講演+インタビューシリーズ『ライフスタイルを見る視点』
西田徹さん「隗より始める都心居住」
西田徹
武庫川女子大学生活環境学部准教授。ライフスタイル研究会のプロデューサーを務めている。2007年に結婚、2010年3月に大阪市内の自邸が完成。将来、自邸でカフェや雑貨屋を開くのが夢で、現在は奥様が1階で書道教室を開いている。



1.家を建てる決心
2.街に開かれた家をつくりたい
3.住むだけでない家
4.工事監理の難しさ
5.家を建てる意味
6.新借家生活に向けて
7.後日談1
8.後日談2
9.まとめ



1.家を建てる決心
鈴木:  このたび「ライフスタイとすまい」のプロデューサーの西田さんが自邸を建てられました。第23回の住宅メーカー座談会のときに計画中の様子を少し紹介されましたが、今回は実際の暮らしぶりを紹介して頂きたいと思います。どうですか、ここに住み始めて?

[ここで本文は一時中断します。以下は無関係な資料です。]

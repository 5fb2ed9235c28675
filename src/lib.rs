pub mod aggregate;
pub mod cleaned;
pub mod cli;
pub mod error;
pub mod ingest;
pub mod insights;
pub mod mapper;
pub mod router;
pub mod schema;
pub mod table;
pub mod value;

use std::{env, fs, sync::OnceLock};

use anyhow::{Context, Result};
use chrono::{Local, NaiveDate};
use clap::Parser;
use log::{LevelFilter, info, warn};

use crate::{
    aggregate::{SortDirection, TopOptions},
    cleaned::CleanedView,
    cli::{
        AskArgs, Cli, Commands, DataArgs, Direction, Granularity, InsightsArgs, ProbeArgs,
        ProductsArgs, QueryArgs, SeriesArgs, SummaryArgs,
    },
    ingest::RawTable,
    schema::SchemaInference,
};

static LOGGER: OnceLock<()> = OnceLock::new();

fn init_logging() {
    LOGGER.get_or_init(|| {
        let mut builder = env_logger::Builder::from_env(env_logger::Env::default());
        if env::var("RUST_LOG").is_err() {
            builder.filter_module("saleslens", LevelFilter::Info);
        }
        let _ = builder.format_timestamp_millis().try_init();
    });
}

pub fn run() -> Result<()> {
    init_logging();
    let cli = Cli::parse();
    match cli.command {
        Commands::Probe(args) => handle_probe(&args),
        Commands::Summary(args) => handle_summary(&args),
        Commands::Series(args) => handle_series(&args),
        Commands::Products(args) => handle_products(&args),
        Commands::Geo(args) => handle_geo(&args),
        Commands::Channels(args) => handle_channels(&args),
        Commands::Anomalies(args) => handle_anomalies(&args),
        Commands::Ask(args) => handle_ask(&args),
        Commands::Insights(args) => handle_insights(&args),
    }
}

fn load_raw(data: &DataArgs) -> Result<RawTable> {
    let delimiter = ingest::resolve_delimiter(&data.input, data.delimiter);
    let encoding = ingest::resolve_encoding(data.input_encoding.as_deref())?;
    ingest::load_table(&data.input, delimiter, encoding, data.row_limit)
}

fn resolve_inference(data: &DataArgs, raw: &RawTable) -> Result<SchemaInference> {
    match &data.meta {
        Some(path) => {
            let inference = SchemaInference::load(path)
                .with_context(|| format!("Loading meta file {path:?}"))?;
            if !inference.matches_content(raw) {
                warn!(
                    "Meta file {path:?} was probed from different data; mappings may be stale"
                );
            }
            Ok(inference)
        }
        None => Ok(SchemaInference::from_table(raw)),
    }
}

/// Loads the raw table and materializes the cleaned view. The view must be
/// fully built before any aggregate or chat query runs against it, so
/// every handler funnels through here first.
fn materialize_view(data: &DataArgs) -> Result<CleanedView> {
    let raw = load_raw(data)?;
    let inference = resolve_inference(data, &raw)?;
    let (mapping, warnings) = inference.column_map();
    for warning in &warnings {
        warn!("{warning}");
    }
    Ok(CleanedView::materialize(&raw, &mapping))
}

fn anchor_date(as_of: Option<NaiveDate>) -> NaiveDate {
    as_of.unwrap_or_else(|| Local::now().date_naive())
}

fn handle_probe(args: &ProbeArgs) -> Result<()> {
    let raw = load_raw(&args.data)?;
    let inference = SchemaInference::from_table(&raw);
    let (mapping, warnings) = inference.column_map();
    for warning in &warnings {
        warn!("{warning}");
    }

    let headers = vec![
        "column".to_string(),
        "canonical".to_string(),
        "confidence".to_string(),
        "reason".to_string(),
    ];
    let rows = inference
        .columns
        .iter()
        .map(|column| {
            vec![
                column.original_name.clone(),
                column
                    .canonical_name
                    .map(|field| field.to_string())
                    .unwrap_or_default(),
                format!("{:.2}", column.confidence),
                column.reason.clone(),
            ]
        })
        .collect::<Vec<_>>();
    table::print_table(&headers, &rows);

    if let Some(path) = &args.meta_out {
        inference
            .save(path)
            .with_context(|| format!("Writing meta file {path:?}"))?;
        info!(
            "Mapped {} of {} column(s) over {} row(s); meta written to {:?}",
            mapping.len(),
            inference.columns.len(),
            inference.row_count,
            path
        );
    } else {
        info!(
            "Mapped {} of {} column(s) over {} row(s)",
            mapping.len(),
            inference.columns.len(),
            inference.row_count
        );
    }
    Ok(())
}

fn handle_summary(args: &SummaryArgs) -> Result<()> {
    let view = materialize_view(&args.data)?;
    let summary = view.summary_at(anchor_date(args.as_of));
    let headers = vec![
        "total_revenue".to_string(),
        "total_quantity".to_string(),
        "rows".to_string(),
        "min_date".to_string(),
        "max_date".to_string(),
        "mom_growth".to_string(),
        "yoy_growth".to_string(),
    ];
    let rows = vec![vec![
        value::format_amount(summary.total_revenue),
        value::format_quantity(summary.total_quantity),
        summary.row_count.to_string(),
        summary
            .min_date
            .map(|ts| value::format_timestamp(&ts))
            .unwrap_or_default(),
        summary
            .max_date
            .map(|ts| value::format_timestamp(&ts))
            .unwrap_or_default(),
        value::format_ratio(summary.mom_growth_pct),
        value::format_ratio(summary.yoy_growth_pct),
    ]];
    table::print_table(&headers, &rows);
    info!("Summarized {} row(s)", summary.row_count);
    Ok(())
}

fn handle_series(args: &SeriesArgs) -> Result<()> {
    let view = materialize_view(&args.data)?;
    let (points, bucket_format) = match args.granularity {
        Granularity::Day => (view.daily_series(), "%Y-%m-%d"),
        Granularity::Month => (view.monthly_series(), "%Y-%m"),
    };
    let headers = vec![
        "bucket".to_string(),
        "revenue".to_string(),
        "quantity".to_string(),
    ];
    let rows = points
        .iter()
        .map(|point| {
            vec![
                point.bucket.format(bucket_format).to_string(),
                value::format_amount(point.revenue),
                value::format_quantity(point.quantity),
            ]
        })
        .collect::<Vec<_>>();
    table::print_table(&headers, &rows);
    info!("Computed {} series bucket(s)", rows.len());
    Ok(())
}

fn handle_products(args: &ProductsArgs) -> Result<()> {
    let view = materialize_view(&args.data)?;
    let options = TopOptions {
        limit: args.limit,
        offset: args.offset,
        direction: match args.direction {
            Direction::Asc => SortDirection::Asc,
            Direction::Desc => SortDirection::Desc,
        },
    };
    let products = view.top_products(&options);
    let headers = vec![
        "product".to_string(),
        "revenue".to_string(),
        "quantity".to_string(),
    ];
    let rows = products
        .iter()
        .map(|row| {
            vec![
                row.product.clone(),
                value::format_amount(row.revenue),
                value::format_quantity(row.quantity),
            ]
        })
        .collect::<Vec<_>>();
    table::print_table(&headers, &rows);
    info!("Ranked {} product(s)", rows.len());
    Ok(())
}

fn handle_geo(args: &QueryArgs) -> Result<()> {
    let view = materialize_view(&args.data)?;
    let headers = vec![
        "state".to_string(),
        "city".to_string(),
        "revenue".to_string(),
        "quantity".to_string(),
    ];
    let rows = view
        .geo_breakdown()
        .into_iter()
        .map(|row| {
            vec![
                row.state.unwrap_or_default(),
                row.city.unwrap_or_default(),
                value::format_amount(row.revenue),
                value::format_quantity(row.quantity),
            ]
        })
        .collect::<Vec<_>>();
    table::print_table(&headers, &rows);
    info!("Computed {} geo group(s)", rows.len());
    Ok(())
}

fn handle_channels(args: &QueryArgs) -> Result<()> {
    let view = materialize_view(&args.data)?;
    let headers = vec![
        "channel".to_string(),
        "revenue".to_string(),
        "quantity".to_string(),
    ];
    let rows = view
        .channel_breakdown()
        .into_iter()
        .map(|row| {
            vec![
                row.channel,
                value::format_amount(row.revenue),
                value::format_quantity(row.quantity),
            ]
        })
        .collect::<Vec<_>>();
    table::print_table(&headers, &rows);
    info!("Computed {} channel group(s)", rows.len());
    Ok(())
}

fn handle_anomalies(args: &QueryArgs) -> Result<()> {
    let view = materialize_view(&args.data)?;
    let anomalies = view.anomalies();
    let headers = vec![
        "day".to_string(),
        "revenue".to_string(),
        "zscore".to_string(),
    ];
    let rows = anomalies
        .iter()
        .map(|anomaly| {
            vec![
                anomaly.day.format("%Y-%m-%d").to_string(),
                value::format_amount(anomaly.revenue),
                format!("{:.2}", anomaly.zscore),
            ]
        })
        .collect::<Vec<_>>();
    table::print_table(&headers, &rows);
    if rows.is_empty() {
        info!("No anomalous days detected");
    } else {
        info!("Flagged {} anomalous day(s)", rows.len());
    }
    Ok(())
}

fn handle_ask(args: &AskArgs) -> Result<()> {
    let view = materialize_view(&args.data)?;
    let answer = router::route(&view, &args.question, anchor_date(args.as_of));
    if args.json {
        let rendered =
            serde_json::to_string(&answer).context("Serializing routed answer to JSON")?;
        println!("{rendered}");
    } else {
        table::print_table(&answer.headers, &answer.rows);
    }
    info!("Routed question to '{}' template", answer.template);
    Ok(())
}

fn handle_insights(args: &InsightsArgs) -> Result<()> {
    let view = materialize_view(&args.data)?;
    let bundle = insights::build(&view, anchor_date(args.as_of))?;
    let rendered = insights::to_json(&bundle)?;
    match &args.output {
        Some(path) => {
            fs::write(path, &rendered)
                .with_context(|| format!("Writing insights bundle to {path:?}"))?;
            info!("Insights bundle written to {path:?}");
        }
        None => println!("{rendered}"),
    }
    Ok(())
}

西田:  去年の1月に土地を購入して今年の2月に竣工しました。3月頃から住み始めて5ヶ月くらい経ったわけですが、生活はもちろんのこと気持ちの持ちようがずいぶん変わりましたね。人生に迷いがなくなったというか、なるようにしかならないというか、そういう気持ちになりました。どこに骨を埋めるのか、今まで色々と考えてきましたが、ここに住んでみて、この街の人たちと一緒に何か行動したいという決心がつきました。ですから、もし仕事を首になってもこの近くで仕事を探そうと思っています。
松村:  いわゆる終の住処だね。奥さんも同じ気持ちですか?
奥様:  同じ気持ちです。もっとも主人と年齢が14歳離れているので、一人になった時にどうしようっていう不安はありますね。
松村:  一人になったら女性はそれまでと全然違うことを言うようだからね。ここで死ぬって言っていても「え?そんなこと言っていた?」って(一同爆笑)。
西田:  僕は結婚したのとほぼ同時期に3ヶ月間入院したんです。腰の椎間板ヘルニア手術とそけいヘルニア手術を続けざまに行ったもんだから、身体はずっと痛いし生きた心地がしなかったですね。その当時はかなり精神的にも落ち込んでいました。
松村:  入院して精神的に落ち込む人はものすごく多いみたいですね。
西田:  でも、今思えば入院経験はすごく人生にプラスでした。この経験がきっかけで、どうせなら生きているうちに楽しいことをいっぱいしようと前向きになりましたから。家を建てる決心がついた大きなきっかけにもなりました。もし、車椅子生活になってもこの家なら1階で暮らしたらええやんと前向きに考えられるようになりました。
松村:  30代で家を持った人とは違う重みがあるね。家を建てることを精神的に必要としていたわけだ。
西田:  そうなんでしょうね。しかも自分の職業とぴったりはまっていたんでしょう。色々な悩みが解消されていきましたよ。学生や卒業生も遊びに来てくれますし、作品の展示会やお料理教室をここでやろうという話も出ています。